Наконец Лесняк показался. Подполз к Павлу, лег рядом с ним на спину и, шумно выдохнув, сказал:
— Через пару часов можно пускать струг. Если черти в аду работают так, как наши ребята, лучше в ад не попадать. Ты новый анекдот про чертей и горнорабочего очистного забоя знаешь? Привели гроза к…
— Где взяли цепь? — почему-то приглушенным шепотом спросил Павел. — Как взяли?
— Цепь? Вот эту? Или какую?
— Не придуряйся! — больше не сдерживаясь, закричал Павел. — Не прикидывайся идиотом. Ты понимаешь, чем все это пахнет? Рассказывай все по порядку.
И Лесняк, справедливо считая, что Павел должен знать все, ничего не утаивая, рассказал ему, как было дело. Закончил он так:
— Вот мы и решили: как только Каширов поднимет вселенский хай — сразу идем к Кострову и ставим вопрос на ребро. Почему некоторые гобсеки зажимают государственные ценности? Что сказал Карл Маркс, знаешь? «Товар — деньги — товар…» То есть скребковая цепь — уголь — деньги — выполнение государственного плана. Это в переложении. Зажмем Каширова так, что и не пикнет… А теперь валяй разноси меня в пух и в прах, я все стерплю ради дела. Валяй!
Он поудобнее устроился и даже прикрыл глаза — так, мол, легче сосредоточить внимание. Павел сказал, не скрывая презрения.
— Товар — деньги — товар… Ты настоящий кретин, понял?
Лесняк ответил:
— Понял. Но не могу с данным определением согласиться… Валяй дальше.
— У амебы больше мозгов, чем у тебя, — не слушая его, продолжал Павел. — Амеба в сравнении с тобой гениальное существо…
— Я гениальнее, — сказал Лесняк. Повернулся на бок, подложил под голову кусок породы и попросил: — Говори, пожалуйста, тише, я подремлю. Когда выдашь все до конца — толкни. Есть?
В сердцах плюнув, Павел направился в глубину лавы. Ричард Голопузиков со своим помощником менял резцы струга. И ворчал:
— Разве это победит? Победит должен быть тверже… Тверже чего, Ваня?

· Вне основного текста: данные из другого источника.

// src/services/place_service.rs
// DOCUMENTATION: Business logic for places
// PURPOSE: Intermediary between handlers and repository

use crate::db::{DocumentStore, FieldRef, Filter, PlaceRepository};
use crate::errors::PlacesError;
use crate::models::{CreatedResponse, ListQuery, ListResponse, Place, SeedResponse};
use crate::services::sample_places;

/// Fields searched by the `q` parameter
const SEARCH_FIELDS: [FieldRef; 5] = [
    FieldRef::Scalar("name"),
    FieldRef::Scalar("city"),
    FieldRef::Scalar("state"),
    FieldRef::Scalar("category"),
    FieldRef::Elements("tags"),
];

pub struct PlaceService;

impl PlaceService {
    /// Create a new place
    pub async fn create_place(
        store: &dyn DocumentStore,
        place: Place,
    ) -> Result<CreatedResponse, PlacesError> {
        let id = PlaceRepository::create_place(store, &place).await?;
        Ok(CreatedResponse { id })
    }

    /// Insert the sample places unless the collection already has documents
    /// DOCUMENTATION: The count check and the insert are separate storage
    /// calls, so two concurrent first-time seeds can both insert.
    pub async fn seed_places(store: &dyn DocumentStore) -> Result<SeedResponse, PlacesError> {
        let existing = PlaceRepository::count(store).await?;
        if existing > 0 {
            log::info!("Seed skipped: {} places already exist", existing);
            return Ok(SeedResponse::already_seeded(existing));
        }

        let ids = PlaceRepository::bulk_insert(store, &sample_places()).await?;
        log::info!("Seeded {} places", ids.len());
        Ok(SeedResponse::seeded(ids))
    }

    /// Translate listing parameters into a storage filter
    /// DOCUMENTATION: `q` is an OR-group of substring matches; category,
    /// state and city are exact matches; everything present is AND-ed
    pub fn build_filter(query: &ListQuery) -> Filter {
        let mut filter = Filter::new();

        if let Some(q) = &query.q {
            filter = filter.contains(SEARCH_FIELDS.to_vec(), q.as_str());
        }
        if let Some(category) = &query.category {
            filter = filter.exact("category", category.as_str());
        }
        if let Some(state) = &query.state {
            filter = filter.exact("state", state.as_str());
        }
        if let Some(city) = &query.city {
            filter = filter.exact("city", city.as_str());
        }

        filter
    }

    /// Search places (from database)
    /// The limit is expected to be validated by the caller.
    pub async fn list_places(
        store: &dyn DocumentStore,
        query: &ListQuery,
    ) -> Result<ListResponse, PlacesError> {
        let filter = Self::build_filter(query);
        let items = PlaceRepository::find(store, &filter, query.effective_limit()).await?;

        log::debug!("Listing returned {} places", items.len());

        Ok(ListResponse {
            count: items.len(),
            items,
        })
    }
}

#[cfg(test)]
mod tests {
    use super::*;
    use crate::db::{MemoryDocumentStore, Predicate};
    use std::collections::HashSet;

    fn query() -> ListQuery {
        ListQuery::default()
    }

    fn names(response: &ListResponse) -> Vec<&str> {
        response.items.iter().map(|i| i.place.name.as_str()).collect()
    }

    async fn seeded_store() -> MemoryDocumentStore {
        let store = MemoryDocumentStore::new();
        PlaceService::seed_places(&store).await.unwrap();
        store
    }

    #[test]
    fn test_build_filter_without_params_is_empty() {
        assert!(PlaceService::build_filter(&query()).predicates().is_empty());
    }

    #[test]
    fn test_build_filter_combines_all_params() {
        let filter = PlaceService::build_filter(&ListQuery {
            q: Some("castle".into()),
            category: Some("castle".into()),
            state: Some("Bavaria".into()),
            city: Some("Schwangau".into()),
            limit: None,
        });

        assert_eq!(filter.predicates().len(), 4);
        assert_eq!(
            filter.predicates()[0],
            Predicate::Contains {
                fields: SEARCH_FIELDS.to_vec(),
                needle: "castle".into(),
            }
        );
        assert_eq!(
            filter.predicates()[3],
            Predicate::Exact {
                field: "city",
                value: "Schwangau".into(),
            }
        );
    }

    #[test]
    fn test_build_filter_keeps_explicit_empty_values() {
        let filter = PlaceService::build_filter(&ListQuery {
            city: Some(String::new()),
            ..query()
        });
        assert_eq!(filter.predicates().len(), 1);
    }

    #[tokio::test]
    async fn test_seed_inserts_ten_distinct_places() {
        let store = MemoryDocumentStore::new();

        match PlaceService::seed_places(&store).await.unwrap() {
            SeedResponse::Seeded { seeded, count, ids } => {
                assert!(seeded);
                assert_eq!(count, 10);
                assert_eq!(ids.iter().collect::<HashSet<_>>().len(), 10);
            }
            other => panic!("expected a fresh seed, got {:?}", other),
        }

        assert_eq!(PlaceRepository::count(&store).await.unwrap(), 10);
    }

    #[tokio::test]
    async fn test_seed_is_noop_when_places_exist() {
        let store = seeded_store().await;

        let second = PlaceService::seed_places(&store).await.unwrap();
        assert_eq!(second, SeedResponse::already_seeded(10));
        assert_eq!(PlaceRepository::count(&store).await.unwrap(), 10);
    }

    #[tokio::test]
    async fn test_seed_skips_after_manual_create() {
        let store = MemoryDocumentStore::new();
        let place = Place {
            name: "Lone Place".into(),
            ..sample_places().remove(0)
        };
        PlaceService::create_place(&store, place).await.unwrap();

        let response = PlaceService::seed_places(&store).await.unwrap();
        assert_eq!(response, SeedResponse::already_seeded(1));
        assert_eq!(PlaceRepository::count(&store).await.unwrap(), 1);
    }

    #[tokio::test]
    async fn test_concurrent_first_seeds_both_insert() {
        // Neither insert proceeds until both seeds have counted an empty collection
        let store = MemoryDocumentStore::with_insert_barrier(2);

        let (first, second) = tokio::join!(
            PlaceService::seed_places(&store),
            PlaceService::seed_places(&store)
        );

        for response in [first.unwrap(), second.unwrap()] {
            assert!(
                matches!(response, SeedResponse::Seeded { seeded: true, count: 10, .. }),
                "expected both seeds to insert, got {:?}",
                response
            );
        }
        assert_eq!(PlaceRepository::count(&store).await.unwrap(), 20);
    }

    #[tokio::test]
    async fn test_city_filter_is_exact() {
        let store = seeded_store().await;
        for near_miss in ["berlin ", "West Berlin"] {
            let place = Place {
                name: format!("Somewhere in {}", near_miss),
                city: Some(near_miss.to_string()),
                state: None,
                description: None,
                category: None,
                tags: None,
                latitude: None,
                longitude: None,
                website: None,
            };
            PlaceService::create_place(&store, place).await.unwrap();
        }

        let response = PlaceService::list_places(
            &store,
            &ListQuery {
                city: Some("BERLIN".into()),
                ..query()
            },
        )
        .await
        .unwrap();

        assert_eq!(names(&response), vec!["Brandenburg Gate", "Museum Island"]);
        assert_eq!(response.count, 2);
    }

    #[tokio::test]
    async fn test_q_searches_fields_and_tags() {
        let store = seeded_store().await;

        let castles = PlaceService::list_places(
            &store,
            &ListQuery {
                q: Some("castle".into()),
                ..query()
            },
        )
        .await
        .unwrap();
        assert_eq!(names(&castles), vec!["Neuschwanstein Castle", "Heidelberg Castle"]);

        // only present as a tag
        let hiking = PlaceService::list_places(
            &store,
            &ListQuery {
                q: Some("HIKING".into()),
                ..query()
            },
        )
        .await
        .unwrap();
        assert_eq!(
            names(&hiking),
            vec!["Black Forest", "Saxon Switzerland National Park"]
        );
    }

    #[tokio::test]
    async fn test_q_and_exact_filters_are_conjunctive() {
        let store = seeded_store().await;

        let response = PlaceService::list_places(
            &store,
            &ListQuery {
                q: Some("unesco".into()),
                state: Some("berlin".into()),
                ..query()
            },
        )
        .await
        .unwrap();

        assert_eq!(names(&response), vec!["Museum Island"]);
    }

    #[tokio::test]
    async fn test_q_with_pattern_characters_is_literal() {
        let store = seeded_store().await;

        let response = PlaceService::list_places(
            &store,
            &ListQuery {
                q: Some(".*".into()),
                ..query()
            },
        )
        .await
        .unwrap();

        assert_eq!(response.count, 0);
    }

    #[tokio::test]
    async fn test_limit_caps_results() {
        let store = seeded_store().await;

        for limit in [1, 3, 10, 500] {
            let response = PlaceService::list_places(
                &store,
                &ListQuery {
                    limit: Some(limit),
                    ..query()
                },
            )
            .await
            .unwrap();
            assert_eq!(response.count as i64, limit.min(10));
            assert_eq!(response.items.len(), response.count);
        }
    }

    #[tokio::test]
    async fn test_created_place_round_trips() {
        let store = MemoryDocumentStore::new();
        let place = Place {
            name: "Speicherstadt".into(),
            city: Some("Hamburg".into()),
            state: Some("Hamburg".into()),
            description: Some("Warehouse district on timber-pile foundations.".into()),
            category: Some("landmark".into()),
            tags: Some(vec!["unesco".into(), "architecture".into()]),
            latitude: Some(53.5436),
            longitude: Some(9.9886),
            website: None,
        };

        let created = PlaceService::create_place(&store, place.clone()).await.unwrap();
        let response = PlaceService::list_places(
            &store,
            &ListQuery {
                q: Some("Speicherstadt".into()),
                ..query()
            },
        )
        .await
        .unwrap();

        assert_eq!(response.count, 1);
        assert_eq!(response.items[0].id, created.id);
        assert_eq!(response.items[0].place, place);
    }

    #[tokio::test]
    async fn test_storage_failure_propagates() {
        let store = MemoryDocumentStore::failing("connection refused");

        let err = PlaceService::seed_places(&store).await.unwrap_err();
        assert!(matches!(err, PlacesError::DatabaseError(_)));
    }
}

Помощник ответил не задумываясь:
— Тверже лунного камня.
— Ха! Лунный камень — это пыль… Здравствуйте, товарищ инженер! Через пару часов — поехали. На полную катушку. Хлопцы толкуют: а мы-то, дескать, думали, будто новый инженер ни рыба ни мясо. Ха! Я первый сразу понял — будет полный порядок. А? Лесняк тоже — гвоздик-парень! Теперь хлопцы толкуют: с такими не пропадем…
Павел молчал. И сам не мог понять почему, но тяжесть с плеч сползла, и на душе становилось легче. Черт подери, в конце концов, и он сам с такими людьми не пропадет. Ну разделает его Каширов под орех, вряд ли и Костров вступится, да и Тарасов, пожалуй, по головке не погладит. Существенно ли все это? Вроде бы и нехорошо получилось на первых порах, но, с другой стороны, Лесняк по-своему прав: какого дьявола Каширов держит взаперти вещи, без которых другим ни охнуть, ни вздохнуть!.. Главное же даже не в этом. Главное в том, что́ Селянин увидел в людях. Могли ведь махнуть на все рукой, сказать: «Нам это все до фонаря. Пускай головы болят у начальников. А нам ставка идет — и будь здоров. Наша хата с краю…»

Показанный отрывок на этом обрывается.